***** Provided entries *****

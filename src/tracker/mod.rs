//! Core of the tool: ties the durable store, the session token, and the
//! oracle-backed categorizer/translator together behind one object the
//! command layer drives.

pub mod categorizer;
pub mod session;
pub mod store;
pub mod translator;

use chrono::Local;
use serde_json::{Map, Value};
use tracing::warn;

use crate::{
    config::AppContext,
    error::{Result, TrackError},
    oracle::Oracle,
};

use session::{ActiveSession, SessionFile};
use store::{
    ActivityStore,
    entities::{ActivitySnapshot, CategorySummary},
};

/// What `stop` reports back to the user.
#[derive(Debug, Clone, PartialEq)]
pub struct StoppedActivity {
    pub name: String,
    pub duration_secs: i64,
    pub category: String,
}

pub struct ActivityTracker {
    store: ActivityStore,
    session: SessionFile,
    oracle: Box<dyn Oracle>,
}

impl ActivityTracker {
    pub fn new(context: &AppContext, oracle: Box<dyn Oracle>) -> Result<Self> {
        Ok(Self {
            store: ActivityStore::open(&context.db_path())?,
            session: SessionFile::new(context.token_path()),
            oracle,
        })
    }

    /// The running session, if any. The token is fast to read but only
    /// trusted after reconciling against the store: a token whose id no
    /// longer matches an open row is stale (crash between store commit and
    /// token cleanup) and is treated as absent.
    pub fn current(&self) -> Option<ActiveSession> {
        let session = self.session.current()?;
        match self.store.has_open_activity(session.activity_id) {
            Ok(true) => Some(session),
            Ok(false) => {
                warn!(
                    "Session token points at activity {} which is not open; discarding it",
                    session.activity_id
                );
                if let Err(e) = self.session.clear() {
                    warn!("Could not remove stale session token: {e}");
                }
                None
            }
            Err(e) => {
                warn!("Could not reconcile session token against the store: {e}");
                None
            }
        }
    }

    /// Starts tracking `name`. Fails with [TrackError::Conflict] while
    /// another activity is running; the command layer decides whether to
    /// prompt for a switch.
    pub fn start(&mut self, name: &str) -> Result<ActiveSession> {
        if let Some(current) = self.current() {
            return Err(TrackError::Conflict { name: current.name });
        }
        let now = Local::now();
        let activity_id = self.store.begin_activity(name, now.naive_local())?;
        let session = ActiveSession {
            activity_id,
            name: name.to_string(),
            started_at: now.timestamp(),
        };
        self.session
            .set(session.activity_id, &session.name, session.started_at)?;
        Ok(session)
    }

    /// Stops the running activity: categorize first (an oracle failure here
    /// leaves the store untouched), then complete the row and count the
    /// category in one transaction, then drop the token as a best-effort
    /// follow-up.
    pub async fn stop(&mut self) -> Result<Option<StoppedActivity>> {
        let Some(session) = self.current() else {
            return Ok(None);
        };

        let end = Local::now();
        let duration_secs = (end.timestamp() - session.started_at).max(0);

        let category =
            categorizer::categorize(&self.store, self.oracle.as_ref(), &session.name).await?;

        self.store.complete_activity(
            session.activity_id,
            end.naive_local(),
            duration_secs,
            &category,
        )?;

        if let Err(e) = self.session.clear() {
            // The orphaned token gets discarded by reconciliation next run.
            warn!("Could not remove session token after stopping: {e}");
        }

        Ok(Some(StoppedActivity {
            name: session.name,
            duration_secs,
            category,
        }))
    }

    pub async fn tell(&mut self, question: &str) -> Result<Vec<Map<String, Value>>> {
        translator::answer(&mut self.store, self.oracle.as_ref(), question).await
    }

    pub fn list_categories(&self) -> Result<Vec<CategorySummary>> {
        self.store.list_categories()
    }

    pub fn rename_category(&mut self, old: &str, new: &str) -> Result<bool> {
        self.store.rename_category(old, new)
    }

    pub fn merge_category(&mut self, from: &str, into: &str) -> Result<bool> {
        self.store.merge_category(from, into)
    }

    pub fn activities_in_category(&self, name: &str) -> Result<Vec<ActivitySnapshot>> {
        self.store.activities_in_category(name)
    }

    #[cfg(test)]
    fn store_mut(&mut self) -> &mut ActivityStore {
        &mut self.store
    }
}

*****
***** Provided entries *****

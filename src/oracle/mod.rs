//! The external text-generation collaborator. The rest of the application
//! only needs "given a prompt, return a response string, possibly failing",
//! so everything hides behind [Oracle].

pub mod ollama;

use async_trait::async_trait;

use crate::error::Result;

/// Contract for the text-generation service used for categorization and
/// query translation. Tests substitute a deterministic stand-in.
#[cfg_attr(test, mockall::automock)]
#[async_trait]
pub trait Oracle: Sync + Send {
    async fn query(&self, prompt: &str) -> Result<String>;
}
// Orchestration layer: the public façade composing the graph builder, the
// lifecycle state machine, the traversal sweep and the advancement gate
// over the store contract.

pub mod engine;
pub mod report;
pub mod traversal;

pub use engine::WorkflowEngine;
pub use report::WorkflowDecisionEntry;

*****

• [Task brief]: Could you reproduce exactly the lines of the entries above, from the one with "one object the" through the one with "read but only", and nothing else?

• [Result of this task]:
//! oracle-backed categorizer/translator together behind one object the
//! command layer drives.

pub mod categorizer;
pub mod session;
pub mod store;
pub mod translator;

use chrono::Local;
use serde_json::{Map, Value};
use tracing::warn;

use crate::{
    config::AppContext,
    error::{Result, TrackError},
    oracle::Oracle,
};

use session::{ActiveSession, SessionFile};
use store::{
    ActivityStore,
    entities::{ActivitySnapshot, CategorySummary},
};

/// What `stop` reports back to the user.
#[derive(Debug, Clone, PartialEq)]
pub struct StoppedActivity {
    pub name: String,
    pub duration_secs: i64,
    pub category: String,
}

pub struct ActivityTracker {
    store: ActivityStore,
    session: SessionFile,
    oracle: Box<dyn Oracle>,
}

impl ActivityTracker {
    pub fn new(context: &AppContext, oracle: Box<dyn Oracle>) -> Result<Self> {
        Ok(Self {
            store: ActivityStore::open(&context.db_path())?,
            session: SessionFile::new(context.token_path()),
            oracle,
        })
    }

    /// The running session, if any. The token is fast to read but only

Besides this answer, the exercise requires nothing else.